James interessiert sich schon seit frühester Kindheit für Musik und kann heute so gut Gitarre und Klavier spielen, dass er darüber nachdenkt, einer Band beizutreten.

Er reist sehr gerne, und sein Beruf hat ihn in viele europäische Länder geführt, wobei einige seiner Lieblingsstädte Paris in Frankreich, München in Deutschland und Venedig in Italien sind. Er war auch aus beruflichen und privaten Gründen in verschiedenen US-Bundesstaaten, verbrachte aber die meiste Zeit in Los Angeles, Kalifornien.

James ist ein Hundeliebhaber und hat einen Hund als Haustier.

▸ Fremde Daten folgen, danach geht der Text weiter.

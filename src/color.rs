use std::ops::{Add, Mul};

#[derive(Debug, Copy, Clone, Default, PartialEq)]
pub struct Color {
    pub r: f32,
    pub g: f32,
    pub b: f32,
    pub a: f32,
}

impl Color {
    pub const WHITE: Color = Color::rgba(1.0, 1.0, 1.0, 1.0);
    pub const BLACK: Color = Color::rgba(0.0, 0.0, 0.0, 1.0);
    pub const TRANSPARENT: Color = Color::rgba(0.0, 0.0, 0.0, 0.0);

    pub const fn rgba(r: f32, g: f32, b: f32, a: f32) -> Color {
        Color { r, g, b, a }
    }
}

/// Component-wise product, used for multiplicative color modifiers.
impl Mul for Color {
    type Output = Color;

    fn mul(self, rhs: Color) -> Color {
        Color::rgba(self.r * rhs.r, self.g * rhs.g, self.b * rhs.b, self.a * rhs.a)
    }
}

impl Add for Color {
    type Output = Color;

    fn add(self, rhs: Color) -> Color {
        Color::rgba(self.r + rhs.r, self.g + rhs.g, self.b + rhs.b, self.a + rhs.a)
    }
}
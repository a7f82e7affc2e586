use crate::{Color, Point};

/// Seconds on the input clock.
pub type InputTime = f64;

#[derive(Debug, Copy, Clone, Default, PartialEq)]
pub struct Vertex {
    pub position: Point,
    pub color: Color,
    pub texture_coords: Point,
    /// When the vertex was extruded, for animated shaders.
    pub time: InputTime,
    pub pressure: f32,
}

impl Vertex {
    pub fn new(x: f32, y: f32) -> Vertex {
        Vertex::at(Point::new(x, y))
    }

    pub fn at(position: Point) -> Vertex {
        Vertex {
            position,
            color: Color::BLACK,
            ..Default::default()
        }
    }

    pub fn with_color(mut self, color: Color) -> Vertex {
        self.color = color;
        self
    }

    pub fn with_texture_coords(mut self, uv: Point) -> Vertex {
        self.texture_coords = uv;
        self
    }
}
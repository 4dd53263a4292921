// ==============================================================================
// main.rs - SNP/Phenotype Processor Entry Point
// ==============================================================================
// Description: CLI for running the merge/classify pipeline on local files
// Author: Matt Barham
// Created: 2026-08-23
// Modified: 2026-08-23
// Version: 1.0.0
// ==============================================================================

use anyhow::{Context, Result};
use clap::Parser;
use std::path::{Path, PathBuf};
use tracing::info;
use tracing_subscriber::{layer::SubscriberExt, util::SubscriberInitExt};

use snp_pheno_processor::models::TableFile;
use snp_pheno_processor::pipeline::process_batch;

#[derive(Parser, Debug)]
#[command(author, version, about, long_about = None)]
struct Args {
    /// Phenotype table (tab-delimited, with an Accession_ID column)
    #[arg(short, long)]
    pheno: PathBuf,

    /// Genotype tables (comma-delimited, with strain and alt columns)
    #[arg(required = true)]
    genotype_files: Vec<PathBuf>,

    /// Write the JSON results to this file instead of stdout
    #[arg(short, long)]
    output: Option<PathBuf>,
}

fn main() -> Result<()> {
    // Initialize tracing
    tracing_subscriber::registry()
        .with(
            tracing_subscriber::EnvFilter::try_from_default_env()
                .unwrap_or_else(|_| "snp_pheno_processor=info".into()),
        )
        .with(tracing_subscriber::fmt::layer())
        .init();

    let args = Args::parse();

    let pheno = read_table(&args.pheno)?;
    let genotype_files = args
        .genotype_files
        .iter()
        .map(|path| read_table(path))
        .collect::<Result<Vec<_>>>()?;

    let results = process_batch(&pheno, &genotype_files)?;

    let json = serde_json::to_string_pretty(&results).context("Failed to serialize results")?;
    match &args.output {
        Some(path) => {
            std::fs::write(path, json)
                .with_context(|| format!("Failed to write results to {:?}", path))?;
            info!("Results written to {:?}", path);
        }
        None => println!("{}", json),
    }

    Ok(())
}

fn read_table(path: &Path) -> Result<TableFile> {
    let data =
        std::fs::read(path).with_context(|| format!("Failed to read input file {:?}", path))?;
    let name = path
        .file_name()
        .map(|n| n.to_string_lossy().to_string())
        .unwrap_or_else(|| path.display().to_string());
    Ok(TableFile { name, data })
}
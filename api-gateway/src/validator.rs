// ==============================================================================
// validator.rs - File Upload Validation (API Gateway)
// ==============================================================================
// Description: Validates uploaded table files before they enter the pipeline
// Author: Matt Barham
// Created: 2026-08-23
// Modified: 2026-08-23
// Version: 1.0.0
// Security: Allowlist-only file types, plain-text content checks, size limits
// ==============================================================================

use anyhow::Result;
use axum::body::Bytes;
use sha2::{Digest, Sha256};
use tracing::{debug, info};

/// Default per-file upload size limit (25 MB)
pub const DEFAULT_MAX_TABLE_FILE_SIZE: usize = 25 * 1024 * 1024;

// Content sniffing only inspects the head of the file
const SNIFF_LEN: usize = 8 * 1024;

#[derive(Debug)]
pub struct ValidatedFile {
    pub original_name: String,
    pub safe_name: String,
    pub size: usize,
    pub hash_sha256: String,
    pub validated_at: chrono::DateTime<chrono::Utc>,
}

/// Kind of table being uploaded, selecting allowlist and delimiter checks
#[derive(Debug, Clone, Copy, PartialEq, Eq)]
pub enum TableKind {
    /// Tab-delimited phenotype table (.tsv / .txt)
    Phenotype,
    /// Comma-delimited genotype table (.csv)
    Genotype,
}

impl TableKind {
    fn allowed_extensions(&self) -> &'static [&'static str] {
        match self {
            TableKind::Phenotype => &["tsv", "txt"],
            TableKind::Genotype => &["csv"],
        }
    }

    fn delimiter(&self) -> u8 {
        match self {
            TableKind::Phenotype => b'\t',
            TableKind::Genotype => b',',
        }
    }

    fn label(&self) -> &'static str {
        match self {
            TableKind::Phenotype => "phenotype",
            TableKind::Genotype => "genotype",
        }
    }
}

pub struct FileValidator {
    max_table_file_size: usize,
}

impl FileValidator {
    pub fn new() -> Self {
        Self::with_max_size(DEFAULT_MAX_TABLE_FILE_SIZE)
    }

    pub fn with_max_size(max_table_file_size: usize) -> Self {
        Self {
            max_table_file_size,
        }
    }

    /// Validate file upload from multipart form data
    pub fn validate_upload(
        &self,
        filename: &str,
        file_data: &Bytes,
        kind: TableKind,
    ) -> Result<ValidatedFile> {
        info!("Validating file: {} (kind: {})", filename, kind.label());

        // 1. Size check (BEFORE any processing)
        let size = file_data.len();
        if size > self.max_table_file_size {
            anyhow::bail!(
                "File too large: {} bytes (max: {} bytes)",
                size,
                self.max_table_file_size
            );
        }
        if size == 0 {
            anyhow::bail!("File is empty");
        }
        debug!("Size check passed: {} bytes", size);

        // 2. Filename sanitization
        let safe_name = self.sanitize_filename(filename)?;
        debug!("Sanitized filename: {}", safe_name);

        // 3. Extension check (allowlist)
        let ext = self.get_extension(&safe_name)?;
        if !kind.allowed_extensions().contains(&ext.as_str()) {
            anyhow::bail!("Invalid file type for {} table: .{}", kind.label(), ext);
        }
        debug!("Extension check passed: .{}", ext);

        // 4. Content validation (plain text with the expected delimiter)
        self.validate_content(file_data, kind)?;
        debug!("Content validation passed");

        // 5. Compute SHA-256 hash
        let hash = self.compute_sha256(file_data);
        debug!("SHA-256: {}", hash);

        Ok(ValidatedFile {
            original_name: filename.to_string(),
            safe_name,
            size,
            hash_sha256: hash,
            validated_at: chrono::Utc::now(),
        })
    }

    fn sanitize_filename(&self, name: &str) -> Result<String> {
        // Remove path separators, null bytes, control characters
        let safe = name
            .replace(['/', '\\', '\0'], "_")
            .chars()
            .filter(|c| c.is_ascii_alphanumeric() || *c == '_' || *c == '.' || *c == '-')
            .collect::<String>();

        // Limit length to 255 characters
        let truncated: String = safe.chars().take(255).collect();

        // Must not be empty after sanitization
        if truncated.is_empty() {
            anyhow::bail!("Invalid filename after sanitization");
        }

        // Must not start with . (hidden file)
        if truncated.starts_with('.') {
            anyhow::bail!("Filename cannot start with '.'");
        }

        Ok(truncated)
    }

    fn get_extension(&self, filename: &str) -> Result<String> {
        let ext = filename
            .rsplit('.')
            .next()
            .map(|s| s.to_lowercase())
            .ok_or_else(|| anyhow::anyhow!("No file extension found"))?;

        if ext == filename.to_lowercase() {
            anyhow::bail!("No file extension found");
        }

        Ok(ext)
    }

    fn validate_content(&self, data: &Bytes, kind: TableKind) -> Result<()> {
        let head = &data[..data.len().min(SNIFF_LEN)];

        // Tables are plain text; a NUL byte means a binary upload
        if head.contains(&0u8) {
            anyhow::bail!("File does not look like a plain-text table");
        }

        // Header row must contain the expected delimiter (a one-column table
        // can never satisfy the required-columns contract downstream)
        let header_line = head.split(|&b| b == b'\n').next().unwrap_or(head);
        if !header_line.contains(&kind.delimiter()) {
            anyhow::bail!(
                "{} table header does not contain the expected delimiter",
                kind.label()
            );
        }

        Ok(())
    }

    fn compute_sha256(&self, data: &Bytes) -> String {
        let mut hasher = Sha256::new();
        hasher.update(data);
        format!("{:x}", hasher.finalize())
    }
}

impl Default for FileValidator {
    fn default() -> Self {
        Self::new()
    }
}

#[cfg(test)]
mod tests {
    use super::*;

    #[test]
    fn test_sanitize_filename() {
        let validator = FileValidator::new();

        assert_eq!(
            validator.sanitize_filename("phenotype_data.tsv").unwrap(),
            "phenotype_data.tsv"
        );

        assert_eq!(
            validator.sanitize_filename("dir/snp data!.csv").unwrap(),
            "dir_snpdata.csv"
        );

        assert!(validator.sanitize_filename(".hidden").is_err());
        assert!(validator.sanitize_filename("!!!").is_err());
    }

    #[test]
    fn test_get_extension() {
        let validator = FileValidator::new();

        assert_eq!(validator.get_extension("snp1.csv").unwrap(), "csv");
        assert_eq!(validator.get_extension("pheno.TSV").unwrap(), "tsv");
        assert!(validator.get_extension("noextension").is_err());
    }

    #[test]
    fn test_extension_allowlist_per_kind() {
        let validator = FileValidator::new();

        let tsv = Bytes::from_static(b"Accession_ID\ttrait\nS1\t5\n");
        assert!(validator
            .validate_upload("pheno.tsv", &tsv, TableKind::Phenotype)
            .is_ok());
        assert!(validator
            .validate_upload("pheno.csv", &tsv, TableKind::Phenotype)
            .is_err());

        let csv = Bytes::from_static(b"strain,alt\nS1,A\n");
        assert!(validator
            .validate_upload("snp.csv", &csv, TableKind::Genotype)
            .is_ok());
        assert!(validator
            .validate_upload("snp.tsv", &csv, TableKind::Genotype)
            .is_err());
    }

    #[test]
    fn test_binary_content_rejected() {
        let validator = FileValidator::new();

        let data = Bytes::from_static(b"strain,alt\nS1,\x00A\n");
        let result = validator.validate_upload("snp.csv", &data, TableKind::Genotype);
        assert!(result.is_err());
    }

    #[test]
    fn test_wrong_delimiter_rejected() {
        let validator = FileValidator::new();

        // Comma-delimited content in a phenotype (tab-delimited) slot
        let data = Bytes::from_static(b"Accession_ID,trait\nS1,5\n");
        let result = validator.validate_upload("pheno.tsv", &data, TableKind::Phenotype);
        assert!(result.is_err());
    }

    #[test]
    fn test_size_limits() {
        let validator = FileValidator::with_max_size(16);

        let data = Bytes::from_static(b"strain,alt\nS1,A\nS2,G\n");
        let result = validator.validate_upload("snp.csv", &data, TableKind::Genotype);
        assert!(result.is_err());
        assert!(result.unwrap_err().to_string().contains("too large"));

        let empty = Bytes::new();
        assert!(validator
            .validate_upload("snp.csv", &empty, TableKind::Genotype)
            .is_err());
    }

    #[test]
    fn test_validated_file_reports_hash() {
        let validator = FileValidator::new();

        let data = Bytes::from_static(b"strain,alt\nS1,A\n");
        let validated = validator
            .validate_upload("snp.csv", &data, TableKind::Genotype)
            .unwrap();

        assert_eq!(validated.size, data.len());
        assert_eq!(validated.hash_sha256.len(), 64);
        assert_eq!(validated.original_name, "snp.csv");
    }
}
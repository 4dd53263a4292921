// ==============================================================================
// main.rs - SNP/Phenotype API Gateway Entry Point
// ==============================================================================
// Description: Axum web server for SNP allele classification uploads
// Author: Matt Barham
// Created: 2026-08-23
// Modified: 2026-08-23
// Version: 1.0.0
// ==============================================================================

use anyhow::{Context, Result};
use axum::{
    extract::DefaultBodyLimit,
    http::{header, Method},
    routing::{get, post},
    Router,
};
use std::net::SocketAddr;
use tower::ServiceBuilder;
use tower_http::{
    cors::{AllowOrigin, CorsLayer},
    trace::TraceLayer,
};
use tracing::{info, Level};

mod handlers;
mod models;
mod state;
mod validator;

use state::AppState;

#[tokio::main]
async fn main() -> Result<()> {
    // Initialize tracing
    tracing_subscriber::fmt()
        .with_max_level(Level::INFO)
        .with_target(false)
        .compact()
        .init();

    info!("Starting SNP/Phenotype API Gateway v1.0.0");

    // Load environment variables
    dotenvy::dotenv().ok();

    let server_port: u16 = std::env::var("PORT")
        .ok()
        .and_then(|p| p.parse().ok())
        .unwrap_or(3000);

    // Initialize application state
    let state = AppState::new().context("Failed to initialize application state")?;

    // Build router with all endpoints
    let app = build_router(state);

    // Bind server
    let addr = SocketAddr::from(([0, 0, 0, 0], server_port));
    info!("API Gateway listening on {}", addr);

    let listener = tokio::net::TcpListener::bind(addr)
        .await
        .context("Failed to bind to address")?;

    // Run server
    axum::serve(listener, app).await.context("Server error")?;

    Ok(())
}

fn build_router(state: AppState) -> Router {
    // Configure CORS
    // Origins are configured via CORS_ALLOWED_ORIGINS env var (comma-separated)
    let cors_origins = std::env::var("CORS_ALLOWED_ORIGINS")
        .unwrap_or_else(|_| "http://localhost:3000".to_string());
    let allowed_origins: Vec<_> = cors_origins
        .split(',')
        .filter_map(|s| s.trim().parse().ok())
        .collect();

    let cors = CorsLayer::new()
        .allow_origin(AllowOrigin::list(allowed_origins))
        .allow_credentials(false)
        .allow_methods([Method::GET, Method::POST, Method::OPTIONS])
        .allow_headers([header::CONTENT_TYPE, header::ACCEPT])
        .expose_headers([header::CONTENT_TYPE]);

    Router::new()
        .route("/", get(handlers::root))
        .route("/health", get(handlers::health_check))
        // Table upload and merge/classify (one phenotype file, 1..n SNP files)
        .route("/upload", post(handlers::upload_tables))
        .layer(
            ServiceBuilder::new()
                // Request tracing
                .layer(TraceLayer::new_for_http())
                .layer(cors)
                // Request body size limit (delimited tables, whole batch)
                .layer(DefaultBodyLimit::max(100 * 1024 * 1024)),
        )
        .with_state(state)
}
// ==============================================================================
// pipeline.rs - Batch Processing Pipeline
// ==============================================================================
// Description: Drives parse -> merge -> classify -> partition per genotype file
// Author: Matt Barham
// Created: 2026-08-23
// Modified: 2026-08-23
// Version: 1.0.0
// ==============================================================================

use thiserror::Error;
use tracing::{debug, info};

use crate::engine::{merge_and_classify, partition};
use crate::models::{FileResult, TableFile};
use crate::parsers::{parse_allele_table, parse_phenotype_table, TableParseError};

/// Phenotype tables are tab-delimited
pub const PHENOTYPE_DELIMITER: u8 = b'\t';

/// Genotype tables are comma-delimited
pub const GENOTYPE_DELIMITER: u8 = b',';

/// Errors that can occur while processing an upload batch
#[derive(Error, Debug)]
pub enum PipelineError {
    #[error("failed to parse '{name}': {source}")]
    Parse {
        name: String,
        #[source]
        source: TableParseError,
    },
}

/// Process one phenotype table against a batch of genotype files
///
/// The phenotype table is parsed once and shared read-only across the batch.
/// Genotype files are processed sequentially in input order, so the output
/// order mirrors the input order (downstream plot containers are keyed by
/// file name). All-or-nothing: the first parse failure aborts the batch and
/// no results are returned.
pub fn process_batch(
    pheno: &TableFile,
    genotype_files: &[TableFile],
) -> Result<Vec<FileResult>, PipelineError> {
    info!(
        "Processing batch: phenotype table '{}' against {} genotype file(s)",
        pheno.name,
        genotype_files.len()
    );

    let phenotype_rows =
        parse_phenotype_table(&pheno.data, PHENOTYPE_DELIMITER).map_err(|source| {
            PipelineError::Parse {
                name: pheno.name.clone(),
                source,
            }
        })?;
    debug!("Parsed {} phenotype row(s)", phenotype_rows.len());

    let mut results = Vec::with_capacity(genotype_files.len());
    for file in genotype_files {
        let allele_rows =
            parse_allele_table(&file.data, GENOTYPE_DELIMITER).map_err(|source| {
                PipelineError::Parse {
                    name: file.name.clone(),
                    source,
                }
            })?;

        let classified = merge_and_classify(&phenotype_rows, &allele_rows);
        let (major_data, minor_data) = partition(classified);

        info!(
            "{}: {} allele row(s) -> {} major / {} minor",
            file.name,
            allele_rows.len(),
            major_data.len(),
            minor_data.len()
        );

        results.push(FileResult {
            file_name: file.name.clone(),
            major_data,
            minor_data,
        });
    }

    Ok(results)
}
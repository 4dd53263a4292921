// ==============================================================================
// table.rs - Delimited Table Parser
// ==============================================================================
// Description: Parser for phenotype (TSV) and genotype (CSV) tables
// Author: Matt Barham
// Created: 2026-08-23
// Modified: 2026-08-23
// Version: 1.0.0
// ==============================================================================
// Format: Delimited text with a header row
// Phenotype example (tab-delimited):
//   Accession_ID    trait
//   S1    5
//   S2    7
// Genotype example (comma-delimited):
//   strain,alt
//   S1,A
//   S2,G
// ==============================================================================

use csv::ReaderBuilder;
use std::collections::BTreeMap;
use thiserror::Error;

use crate::models::{
    AlleleRow, PhenotypeRow, ALLELE_KEY_COLUMN, ALLELE_VALUE_COLUMN, PHENOTYPE_KEY_COLUMN,
};

/// Errors that can occur while parsing a delimited table
#[derive(Error, Debug)]
pub enum TableParseError {
    #[error("CSV parsing error: {0}")]
    Csv(#[from] csv::Error),

    #[error("{table} table is missing required column '{column}'")]
    MissingColumn {
        table: &'static str,
        column: &'static str,
    },

    #[error("table has no header row")]
    EmptyTable,
}

/// Parse a phenotype table
///
/// The first row is the header; it must contain an `Accession_ID` column.
/// Every other column is carried through untouched. Row order is preserved
/// and blank lines are skipped. Empty `Accession_ID` values are legal.
pub fn parse_phenotype_table(
    data: &[u8],
    delimiter: u8,
) -> Result<Vec<PhenotypeRow>, TableParseError> {
    let (headers, records) = read_table(data, delimiter)?;

    let key_idx = headers
        .iter()
        .position(|h| h == PHENOTYPE_KEY_COLUMN)
        .ok_or(TableParseError::MissingColumn {
            table: "phenotype",
            column: PHENOTYPE_KEY_COLUMN,
        })?;

    let mut rows = Vec::with_capacity(records.len());
    for record in records {
        let mut accession_id = String::new();
        let mut traits = BTreeMap::new();

        for (idx, header) in headers.iter().enumerate() {
            let value = record.get(idx).unwrap_or("").to_string();
            if idx == key_idx {
                accession_id = value;
            } else {
                traits.insert(header.to_string(), value);
            }
        }

        rows.push(PhenotypeRow {
            accession_id,
            traits,
        });
    }

    Ok(rows)
}

/// Parse a genotype (SNP allele) table
///
/// The header must contain `strain` and `alt` columns; missing *values* in
/// data rows are legal (empty string), missing *columns* are a parse error.
pub fn parse_allele_table(data: &[u8], delimiter: u8) -> Result<Vec<AlleleRow>, TableParseError> {
    let (headers, records) = read_table(data, delimiter)?;

    let strain_idx = headers
        .iter()
        .position(|h| h == ALLELE_KEY_COLUMN)
        .ok_or(TableParseError::MissingColumn {
            table: "genotype",
            column: ALLELE_KEY_COLUMN,
        })?;
    let alt_idx = headers
        .iter()
        .position(|h| h == ALLELE_VALUE_COLUMN)
        .ok_or(TableParseError::MissingColumn {
            table: "genotype",
            column: ALLELE_VALUE_COLUMN,
        })?;

    let mut rows = Vec::with_capacity(records.len());
    for record in records {
        let mut strain = String::new();
        let mut alt = String::new();
        let mut extras = BTreeMap::new();

        for (idx, header) in headers.iter().enumerate() {
            let value = record.get(idx).unwrap_or("").to_string();
            if idx == strain_idx {
                strain = value;
            } else if idx == alt_idx {
                alt = value;
            } else {
                extras.insert(header.to_string(), value);
            }
        }

        rows.push(AlleleRow {
            strain,
            alt,
            extras,
        });
    }

    Ok(rows)
}

/// Read headers and data records from delimited text
///
/// Rows with fewer fields than the header are tolerated (missing cells read
/// as empty); blank rows and rows whose cells are all empty are dropped.
fn read_table(
    data: &[u8],
    delimiter: u8,
) -> Result<(Vec<String>, Vec<csv::StringRecord>), TableParseError> {
    let mut reader = ReaderBuilder::new()
        .has_headers(true)
        .delimiter(delimiter)
        .flexible(true)
        .from_reader(data);

    let headers: Vec<String> = reader.headers()?.iter().map(|h| h.to_string()).collect();
    if headers.iter().all(|h| h.is_empty()) {
        return Err(TableParseError::EmptyTable);
    }

    let mut records = Vec::new();
    for result in reader.records() {
        let record = result?;
        if record.iter().all(|f| f.trim().is_empty()) {
            continue;
        }
        records.push(record);
    }

    Ok((headers, records))
}
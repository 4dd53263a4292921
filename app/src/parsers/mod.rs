// ==============================================================================
// parsers/mod.rs - File parser modules
// ==============================================================================
// Description: Parsers for delimited phenotype and genotype tables
// Author: Matt Barham
// Created: 2026-08-23
// Modified: 2026-08-23
// Version: 1.0.0
// ==============================================================================

pub mod table;

pub use table::{parse_allele_table, parse_phenotype_table, TableParseError};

Er hat seine eigenen Lieblingsschauspieler und -schauspielerinnen, zu denen Eddie Redmayne, Colin Farrell und Katherine Waterston gehören, und ein paar seiner Lieblingsfilme sind „Les Misérables“, „Fantastische Tierwesen und wo sie zu finden sind“ und „The Lobster“.

Alter, Größe und Vermögen

James ist 49 Jahre alt. Er hat kurze braune Haare und braune Augen, er ist 1,73 m groß und wiegt etwa 68 kg (150 Pfund).

Ab März 2021 wurde sein Nettovermögen auf über 750.000 Dollar geschätzt.